Para início de conversa vamos lembrar o que diz o Inciso 1º, do Art. 4º: RI - Regimento Interno:
  • Prometo cumprir e defender a Constituição da República, a Constituição do Estado, a Lei Orgânica do Município e as leis emanadas desta Câmara, no fiel desempenho do mandato que o povo me conferiu, e prover, quanto a mim couber, o bem estar público e a prosperidade do Município.

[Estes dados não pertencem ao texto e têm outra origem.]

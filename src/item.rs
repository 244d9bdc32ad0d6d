use std::rc::Rc;

use parse_display::Display;
use serde::{Deserialize, Serialize};


/// Identifier of a product or cart entry.
///
/// Several items in a cart may share the same id.
#[derive(Display, Debug, Clone, Copy, PartialEq, Eq, PartialOrd, Ord, Hash)]
#[derive(Serialize, Deserialize)]
#[display("{0}")]
#[serde(transparent)]
pub struct ItemId(pub i64);

/// An immutable `{id, name}` record.
#[derive(Display, Debug, Clone, PartialEq, Eq, Hash, Serialize, Deserialize)]
#[display("{id} {name}")]
pub struct Item {
    id: ItemId,
    name: Rc<str>,
}

impl Item {
    pub fn new(id: i64, name: &str) -> Self {
        Self {
            id: ItemId(id),
            name: name.into(),
        }
    }
    pub fn id(&self) -> ItemId {
        self.id
    }
    pub fn name(&self) -> &str {
        &self.name
    }
}
use std::fmt;

use tracing::info;

use crate::{CartStore, CartView, Command, CommandError, ProductCatalog, Reply, View};


/// One run of the shop, from composition to teardown.
///
/// Owns the only [`CartStore`] of the session and hands a handle of it to both views.
pub struct Session {
    store: CartStore,
    catalog: ProductCatalog,
    cart: CartView,
}

impl Session {
    pub fn new() -> Self {
        let store = CartStore::new();
        let catalog = ProductCatalog::new(store.clone());
        let cart = CartView::new(store.clone());
        info!("session started");
        Self {
            store,
            catalog,
            cart,
        }
    }

    pub fn catalog(&self) -> &ProductCatalog {
        &self.catalog
    }

    pub fn cart(&self) -> &CartView {
        &self.cart
    }

    /// Applies one user interaction.
    ///
    /// The views reflect an `add` or `remove` before this returns.
    pub fn dispatch(&self, command: Command) -> Result<Reply, CommandError> {
        match command {
            Command::Add(position) => self
                .catalog
                .add(position)
                .map(|entry| Reply::Added(*entry))
                .ok_or(CommandError::UnknownPosition {
                    view: View::Catalog,
                    position,
                }),
            Command::Remove(position) => self
                .cart
                .remove(position)
                .map(Reply::Removed)
                .ok_or(CommandError::UnknownPosition {
                    view: View::Cart,
                    position,
                }),
            Command::Show => Ok(Reply::Render(self.to_string())),
            Command::Json => Ok(Reply::Json(serde_json::to_string_pretty(&self.store)?)),
            Command::Help => Ok(Reply::Help),
            Command::Quit => Ok(Reply::Quit),
        }
    }
}
impl Default for Session {
    fn default() -> Self {
        Self::new()
    }
}

impl fmt::Display for Session {
    fn fmt(&self, f: &mut fmt::Formatter<'_>) -> fmt::Result {
        writeln!(f, "Context api")?;
        writeln!(f)?;
        write!(f, "{}", self.catalog)?;
        writeln!(f, "---")?;
        write!(f, "{}", self.cart)
    }
}
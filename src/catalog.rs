use std::fmt;

use parse_display::Display;

use crate::{CartStore, Item, ItemId};


/// A purchasable product.
#[derive(Display, Debug, Clone, Copy, PartialEq, Eq)]
#[display("{id} {name}")]
pub struct CatalogEntry {
    pub id: ItemId,
    pub name: &'static str,
}

impl CatalogEntry {
    pub const fn new(id: i64, name: &'static str) -> Self {
        Self {
            id: ItemId(id),
            name,
        }
    }
    pub fn to_item(&self) -> Item {
        Item::new(self.id.0, self.name)
    }
}

pub const DEFAULT_CATALOG: &[CatalogEntry] = &[
    CatalogEntry::new(1, "Top"),
    CatalogEntry::new(2, "Dress"),
    CatalogEntry::new(3, "Rings"),
];

/// The product list.
///
/// Only issues `add` commands to the cart and never reads it.
pub struct ProductCatalog {
    store: CartStore,
    entries: &'static [CatalogEntry],
}

impl ProductCatalog {
    pub fn new(store: CartStore) -> Self {
        Self {
            store,
            entries: DEFAULT_CATALOG,
        }
    }

    pub fn entries(&self) -> &'static [CatalogEntry] {
        self.entries
    }

    /// Adds the entry shown at the 1-based `position` to the cart.
    ///
    /// Returns `None` without touching the cart if there is no such entry.
    pub fn add(&self, position: usize) -> Option<&'static CatalogEntry> {
        let entry = self.entries.get(position.checked_sub(1)?)?;
        self.add_entry(entry);
        Some(entry)
    }

    pub fn add_entry(&self, entry: &CatalogEntry) {
        self.store.add(entry.to_item());
    }
}

impl fmt::Display for ProductCatalog {
    fn fmt(&self, f: &mut fmt::Formatter<'_>) -> fmt::Result {
        writeln!(f, "Shopping")?;
        for (index, entry) in self.entries.iter().enumerate() {
            writeln!(f, "{}. {} [Add to Card]", index + 1, entry.name)?;
        }
        Ok(())
    }
}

Uma vez recordado o juramento, vamos conhecer as obrigações ou deveres do vereador (Art. 56):

  • Apresentar declaração de bens no ato da posse e após o término do mandato; 
  • Exercer as atribuições assinadas no artigo 54; 
  • Comparecer decentemente trajado as sessões na hora pré-fixada; 
  • Votar as proposições submetidas à deliberação da Câmara, salvo quando se tratar de assunto de seus interesses particular; 
  • Portar-se em Plenário com respeito, não conversando em tom que perturbe os trabalhos; 
  • Aceitas as decisões e deliberações do Plenário; 
  • Não se referir, em Plenário, sobre a vida particular de quem quer que seja
Em relação a interrupção do orador para indagação ou esclarecimento relativo à matéria em debate - os famosos APARTES (Art. 136, Incisos 1º e 2º).
  • O aparte deve ser concedido por cortesia e não pode exceder dois minutos;
  • Não é permitido apartear o orador que fala pela ordem, para encaminhamento a votação em declaração de voto. 
Em relação a segurança do Plenário. O Art. 174 diz que "o policiamento do recinto da Câmara compete, privativamente, à Presidência e será feito normalmente pelos seus funcionários, podendo o Presidente requisitar elementos de corporação civis ou militares para manter a ordem interna. Já aos cidadãos compete assistir às sessões na parte que lhe for reservada, desde que (Art. 175):
  • Não porte armas;
  • Mantenha-se em silêncio durante os trabalhos;
  • Não manifeste apoio ou desaprovação ao que se passe em Plenário;
  • Respeite os Vereadores;
  • Atenda às determinações da Mesa.
Caso algum cidadão cometer qualquer infração penal, o presidente fará tem o poder de fazer a prisão em flagrante, apresentando o infrator à autoridade policial competente (Art. 176).

Esperamos que, os nobres vereadores e seus assessores façam valer na integra o que diz o Regimento Interno. Só assim, as sessões serão melhores aproveitadas, bem como os parlamentares estarão contribuindo com o fortalecimento do debate de ideias e proposituras, ou seja, fortalecendo em sua plenitude a democracia.